Nga Kuaha: Voices and Visions in Maori Healing and Psychiatry explores what it means to hear voices and see visions from the perspectives of Maori healer Wiremu NiaNia and psychiatrist Allister Bush. Wiremu explains Nga Kuaha as referring to doorways and offers entranceways into Maori knowledge about wairua (spirituality) handed down by his forebears and other Maori sources.

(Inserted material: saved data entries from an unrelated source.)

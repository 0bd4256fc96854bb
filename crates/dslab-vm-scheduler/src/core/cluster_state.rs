//! Cluster state model.

use std::collections::{BTreeMap, HashMap, VecDeque};

use crate::core::common::{MachineId, TaskId, VmId};
use crate::core::energy_queue::EnergyQueue;

/// Migration issued by the scheduler and not yet reported as complete.
#[derive(Clone, Copy, Debug, PartialEq, Eq)]
pub struct PendingMigration {
    pub from: MachineId,
    pub to: MachineId,
}

/// Scheduler's own view of the cluster: which machines and VMs are known and how they are related.
///
/// Capacity and usage numbers are not stored here, they are queried from the cluster collaborator.
/// Attachment sets include provisional attachments of VMs that are being migrated.
///
/// Machines and VMs are never removed from the roster during a run.
#[derive(Clone, Default)]
pub struct ClusterState {
    machines: Vec<MachineId>,
    vms: Vec<VmId>,
    machine_vms: BTreeMap<MachineId, Vec<VmId>>,
    vm_host: BTreeMap<VmId, MachineId>,
    migrating: BTreeMap<VmId, PendingMigration>,
    task_vm: HashMap<TaskId, VmId>,
    unplaced: VecDeque<TaskId>,
    energy_queue: EnergyQueue,
}

impl ClusterState {
    pub fn new() -> Self {
        Self::default()
    }

    /// Adds machine to the roster.
    pub fn register_machine(&mut self, machine: MachineId, power: f64) {
        if self.machine_vms.contains_key(&machine) {
            return;
        }
        self.machines.push(machine);
        self.machine_vms.insert(machine, Vec::new());
        self.energy_queue.push(machine, power);
    }

    /// Adds VM to the roster. The VM stays unattached until [`attach_vm`](Self::attach_vm) is called.
    pub fn register_vm(&mut self, vm: VmId) {
        if !self.vms.contains(&vm) {
            self.vms.push(vm);
        }
    }

    /// Records that the VM is hosted by the machine.
    pub fn attach_vm(&mut self, vm: VmId, machine: MachineId) {
        self.register_vm(vm);
        if let Some(previous) = self.vm_host.insert(vm, machine) {
            self.detach(vm, previous);
        }
        let attached = self.machine_vms.entry(machine).or_default();
        if !attached.contains(&vm) {
            attached.push(vm);
        }
    }

    /// Moves the VM between attachment sets. The host mapping is not changed.
    pub fn relocate(&mut self, vm: VmId, from: MachineId, to: MachineId) {
        self.detach(vm, from);
        let attached = self.machine_vms.entry(to).or_default();
        if !attached.contains(&vm) {
            attached.push(vm);
        }
    }

    /// Marks the VM as being migrated to the machine.
    ///
    /// Returns false if the VM is not attached or a migration of this VM is already in flight.
    pub fn mark_migrating(&mut self, vm: VmId, to: MachineId) -> bool {
        if self.migrating.contains_key(&vm) {
            return false;
        }
        match self.vm_host.get(&vm) {
            Some(&from) => {
                self.migrating.insert(vm, PendingMigration { from, to });
                true
            }
            None => false,
        }
    }

    /// Removes the VM from the migrating set and returns the migration it was part of.
    pub fn clear_migrating(&mut self, vm: VmId) -> Option<PendingMigration> {
        self.migrating.remove(&vm)
    }

    /// Finishes the in-flight migration of the VM: its host becomes the recorded destination.
    pub fn complete_migration(&mut self, vm: VmId) -> Option<PendingMigration> {
        let migration = self.clear_migrating(vm)?;
        self.vm_host.insert(vm, migration.to);
        Some(migration)
    }

    /// Reverts a migration that was marked but could not be started.
    pub fn abort_migration(&mut self, vm: VmId) -> Option<PendingMigration> {
        let migration = self.clear_migrating(vm)?;
        self.relocate(vm, migration.to, migration.from);
        Some(migration)
    }

    pub fn is_migrating(&self, vm: VmId) -> bool {
        self.migrating.contains_key(&vm)
    }

    pub fn pending_migration(&self, vm: VmId) -> Option<PendingMigration> {
        self.migrating.get(&vm).copied()
    }

    /// Returns VMs with a migration in flight, ordered by ID.
    pub fn migrating_vms(&self) -> Vec<VmId> {
        self.migrating.keys().copied().collect()
    }

    pub fn migrating_count(&self) -> usize {
        self.migrating.len()
    }

    /// Returns all known machines in registration order.
    pub fn machines(&self) -> &[MachineId] {
        &self.machines
    }

    /// Returns all known VMs in creation order.
    pub fn vms(&self) -> &[VmId] {
        &self.vms
    }

    /// Returns VMs attached (or provisionally attached) to the machine.
    pub fn vms_on(&self, machine: MachineId) -> &[VmId] {
        self.machine_vms.get(&machine).map(|vms| vms.as_slice()).unwrap_or(&[])
    }

    /// Returns the host machine of the VM as known by the scheduler.
    pub fn host_of(&self, vm: VmId) -> Option<MachineId> {
        self.vm_host.get(&vm).copied()
    }

    /// Records the assignment of task to VM.
    pub fn assign_task(&mut self, task: TaskId, vm: VmId) {
        self.task_vm.insert(task, vm);
    }

    /// Forgets the finished task and returns the VM it was assigned to.
    pub fn release_task(&mut self, task: TaskId) -> Option<VmId> {
        self.task_vm.remove(&task)
    }

    pub fn vm_of_task(&self, task: TaskId) -> Option<VmId> {
        self.task_vm.get(&task).copied()
    }

    /// Appends the task to the backlog of tasks waiting for placement.
    pub fn push_unplaced(&mut self, task: TaskId) {
        self.unplaced.push_back(task);
    }

    /// Takes all tasks from the backlog, oldest first.
    pub fn take_unplaced(&mut self) -> Vec<TaskId> {
        self.unplaced.drain(..).collect()
    }

    pub fn unplaced_count(&self) -> usize {
        self.unplaced.len()
    }

    pub fn energy_queue(&self) -> &EnergyQueue {
        &self.energy_queue
    }

    pub fn energy_queue_mut(&mut self) -> &mut EnergyQueue {
        &mut self.energy_queue
    }

    fn detach(&mut self, vm: VmId, machine: MachineId) {
        if let Some(attached) = self.machine_vms.get_mut(&machine) {
            attached.retain(|&id| id != vm);
        }
    }
}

The authors provide historical examples of Western mystical experiences and contrasting Western psychiatric and psychological explanations of voices and visions as hallucinations. Further chapters focus on narratives and perspectives from people who have experienced voices and visions, and have had interactions with mental health services, told from multiple viewpoints; individual, whanau (family), Maori healing and psychiatry. The benefits of joint Maori healing and psychiatry approaches on well-being are examined. Drawing on their 18-year partnership Wiremu and Allister highlight the harmful colonial impact of psychiatry in suppressing Maori views of voices and visions. They describe ways of working together in clinical practice to address this history of injustice and how to identify whether distressing perceptual experiences may represent Maori cultural experiences, psychiatric or psychological symptoms or all of these.

This book advocates for practices that enable genuine partnerships between Maori healers, other wairua practitioners, and mental health clinicians in order to improve the mental health and spiritual care of Maori and perhaps other peoples.